Stored data:
# # # # # # #

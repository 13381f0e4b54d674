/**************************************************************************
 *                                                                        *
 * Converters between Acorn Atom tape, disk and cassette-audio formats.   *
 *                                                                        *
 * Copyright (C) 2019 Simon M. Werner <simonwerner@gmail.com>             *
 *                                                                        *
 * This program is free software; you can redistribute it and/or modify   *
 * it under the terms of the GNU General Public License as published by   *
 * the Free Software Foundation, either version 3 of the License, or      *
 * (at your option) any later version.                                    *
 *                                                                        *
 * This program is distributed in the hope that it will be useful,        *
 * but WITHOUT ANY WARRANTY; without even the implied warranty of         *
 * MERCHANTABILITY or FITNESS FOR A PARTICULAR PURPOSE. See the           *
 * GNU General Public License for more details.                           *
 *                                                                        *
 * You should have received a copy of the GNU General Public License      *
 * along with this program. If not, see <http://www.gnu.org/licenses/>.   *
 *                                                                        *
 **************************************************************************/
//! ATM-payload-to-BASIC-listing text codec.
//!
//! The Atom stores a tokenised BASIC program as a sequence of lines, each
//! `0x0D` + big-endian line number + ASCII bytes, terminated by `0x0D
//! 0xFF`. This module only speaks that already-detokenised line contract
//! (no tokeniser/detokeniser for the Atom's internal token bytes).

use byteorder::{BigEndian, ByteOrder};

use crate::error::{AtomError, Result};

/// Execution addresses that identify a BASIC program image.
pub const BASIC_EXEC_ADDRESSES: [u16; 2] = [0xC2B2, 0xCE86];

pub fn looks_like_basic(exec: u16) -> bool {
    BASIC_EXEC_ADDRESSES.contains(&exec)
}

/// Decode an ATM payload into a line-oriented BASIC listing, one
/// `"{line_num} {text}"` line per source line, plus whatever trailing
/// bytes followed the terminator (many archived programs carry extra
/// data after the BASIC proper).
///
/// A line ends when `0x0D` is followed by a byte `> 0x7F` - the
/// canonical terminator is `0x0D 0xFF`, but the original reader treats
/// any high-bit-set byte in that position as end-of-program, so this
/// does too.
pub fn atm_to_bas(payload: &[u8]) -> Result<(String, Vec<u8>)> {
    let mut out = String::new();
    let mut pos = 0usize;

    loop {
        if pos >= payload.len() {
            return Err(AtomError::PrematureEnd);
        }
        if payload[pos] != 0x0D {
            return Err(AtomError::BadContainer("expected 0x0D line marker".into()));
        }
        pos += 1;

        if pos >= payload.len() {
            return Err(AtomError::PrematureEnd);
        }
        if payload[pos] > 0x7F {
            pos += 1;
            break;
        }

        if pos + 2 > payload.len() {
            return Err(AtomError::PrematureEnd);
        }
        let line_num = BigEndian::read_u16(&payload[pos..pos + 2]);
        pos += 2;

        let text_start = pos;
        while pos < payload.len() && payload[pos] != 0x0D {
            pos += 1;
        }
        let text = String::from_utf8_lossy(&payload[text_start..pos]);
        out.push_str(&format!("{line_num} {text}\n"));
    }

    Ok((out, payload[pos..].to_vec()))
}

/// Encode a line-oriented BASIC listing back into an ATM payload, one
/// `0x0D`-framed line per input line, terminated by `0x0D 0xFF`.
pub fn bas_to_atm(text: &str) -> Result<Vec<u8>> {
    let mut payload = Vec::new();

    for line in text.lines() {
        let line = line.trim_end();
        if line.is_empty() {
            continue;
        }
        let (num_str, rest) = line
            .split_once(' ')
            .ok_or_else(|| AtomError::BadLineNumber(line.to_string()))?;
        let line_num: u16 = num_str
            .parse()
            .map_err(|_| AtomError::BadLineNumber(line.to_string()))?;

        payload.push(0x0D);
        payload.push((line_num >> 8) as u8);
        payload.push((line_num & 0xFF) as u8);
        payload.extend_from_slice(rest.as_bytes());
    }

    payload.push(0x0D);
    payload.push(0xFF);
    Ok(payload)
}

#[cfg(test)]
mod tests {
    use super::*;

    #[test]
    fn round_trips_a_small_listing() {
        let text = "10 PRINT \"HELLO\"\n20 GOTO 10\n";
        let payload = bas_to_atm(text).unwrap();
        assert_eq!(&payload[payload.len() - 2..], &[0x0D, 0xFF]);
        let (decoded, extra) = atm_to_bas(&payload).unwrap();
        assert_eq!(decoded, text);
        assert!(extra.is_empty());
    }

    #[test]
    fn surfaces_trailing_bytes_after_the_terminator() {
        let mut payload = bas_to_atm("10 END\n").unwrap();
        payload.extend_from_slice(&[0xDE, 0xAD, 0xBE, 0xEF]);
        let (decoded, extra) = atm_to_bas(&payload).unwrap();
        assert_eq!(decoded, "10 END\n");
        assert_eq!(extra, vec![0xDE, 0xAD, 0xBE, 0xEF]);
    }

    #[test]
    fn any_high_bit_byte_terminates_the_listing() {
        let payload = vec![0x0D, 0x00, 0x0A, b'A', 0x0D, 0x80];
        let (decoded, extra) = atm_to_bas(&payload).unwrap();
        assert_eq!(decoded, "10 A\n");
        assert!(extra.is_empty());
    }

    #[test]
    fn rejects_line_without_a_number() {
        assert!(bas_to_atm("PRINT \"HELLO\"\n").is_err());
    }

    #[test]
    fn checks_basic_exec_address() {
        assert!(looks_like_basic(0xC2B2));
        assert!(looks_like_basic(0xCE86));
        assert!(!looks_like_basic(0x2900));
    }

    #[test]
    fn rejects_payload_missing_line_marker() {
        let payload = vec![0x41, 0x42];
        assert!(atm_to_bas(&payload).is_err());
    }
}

# # # # # # #

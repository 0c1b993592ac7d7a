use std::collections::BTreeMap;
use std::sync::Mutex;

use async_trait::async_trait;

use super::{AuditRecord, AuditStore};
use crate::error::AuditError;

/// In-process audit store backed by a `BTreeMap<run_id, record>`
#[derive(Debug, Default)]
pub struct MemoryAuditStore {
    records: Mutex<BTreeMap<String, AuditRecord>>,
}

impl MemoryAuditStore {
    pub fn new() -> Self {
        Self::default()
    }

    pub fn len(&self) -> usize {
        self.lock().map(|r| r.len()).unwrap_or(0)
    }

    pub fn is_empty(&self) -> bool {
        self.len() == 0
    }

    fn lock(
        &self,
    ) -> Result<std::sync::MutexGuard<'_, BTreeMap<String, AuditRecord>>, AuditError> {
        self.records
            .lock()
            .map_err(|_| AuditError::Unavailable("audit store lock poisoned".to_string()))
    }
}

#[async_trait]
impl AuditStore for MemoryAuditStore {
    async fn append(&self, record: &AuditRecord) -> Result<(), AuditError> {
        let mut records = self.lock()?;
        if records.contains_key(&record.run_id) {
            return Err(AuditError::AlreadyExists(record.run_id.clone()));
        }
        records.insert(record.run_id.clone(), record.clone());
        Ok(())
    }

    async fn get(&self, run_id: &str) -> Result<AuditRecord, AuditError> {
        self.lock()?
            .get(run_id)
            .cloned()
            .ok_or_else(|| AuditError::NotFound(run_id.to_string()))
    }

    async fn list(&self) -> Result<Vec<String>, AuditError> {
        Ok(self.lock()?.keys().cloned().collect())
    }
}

# # # # # # #

WORK REQUEST -
Both end lines included, restate word for word the lines above from the line with "repository 13381f0e4b54d674" to the line with "pub const BASIC_EXEC_ADDRESSES: [u16;", and nothing else.

ANSWER TO THIS EXERCISE -
repository 13381f0e4b54d674
/**************************************************************************
 *                                                                        *
 * Converters between Acorn Atom tape, disk and cassette-audio formats.   *
 *                                                                        *
 * Copyright (C) 2019 Simon M. Werner <simonwerner@gmail.com>             *
 *                                                                        *
 * This program is free software; you can redistribute it and/or modify   *
 * it under the terms of the GNU General Public License as published by   *
 * the Free Software Foundation, either version 3 of the License, or      *
 * (at your option) any later version.                                    *
 *                                                                        *
 * This program is distributed in the hope that it will be useful,        *
 * but WITHOUT ANY WARRANTY; without even the implied warranty of         *
 * MERCHANTABILITY or FITNESS FOR A PARTICULAR PURPOSE. See the           *
 * GNU General Public License for more details.                           *
 *                                                                        *
 * You should have received a copy of the GNU General Public License      *
 * along with this program. If not, see <http://www.gnu.org/licenses/>.   *
 *                                                                        *
 **************************************************************************/
//! ATM-payload-to-BASIC-listing text codec.
//!
//! The Atom stores a tokenised BASIC program as a sequence of lines, each
//! `0x0D` + big-endian line number + ASCII bytes, terminated by `0x0D
//! 0xFF`. This module only speaks that already-detokenised line contract
//! (no tokeniser/detokeniser for the Atom's internal token bytes).

use byteorder::{BigEndian, ByteOrder};

use crate::error::{AtomError, Result};

/// Execution addresses that identify a BASIC program image.
pub const BASIC_EXEC_ADDRESSES: [u16; 2] = [0xC2B2, 0xCE86];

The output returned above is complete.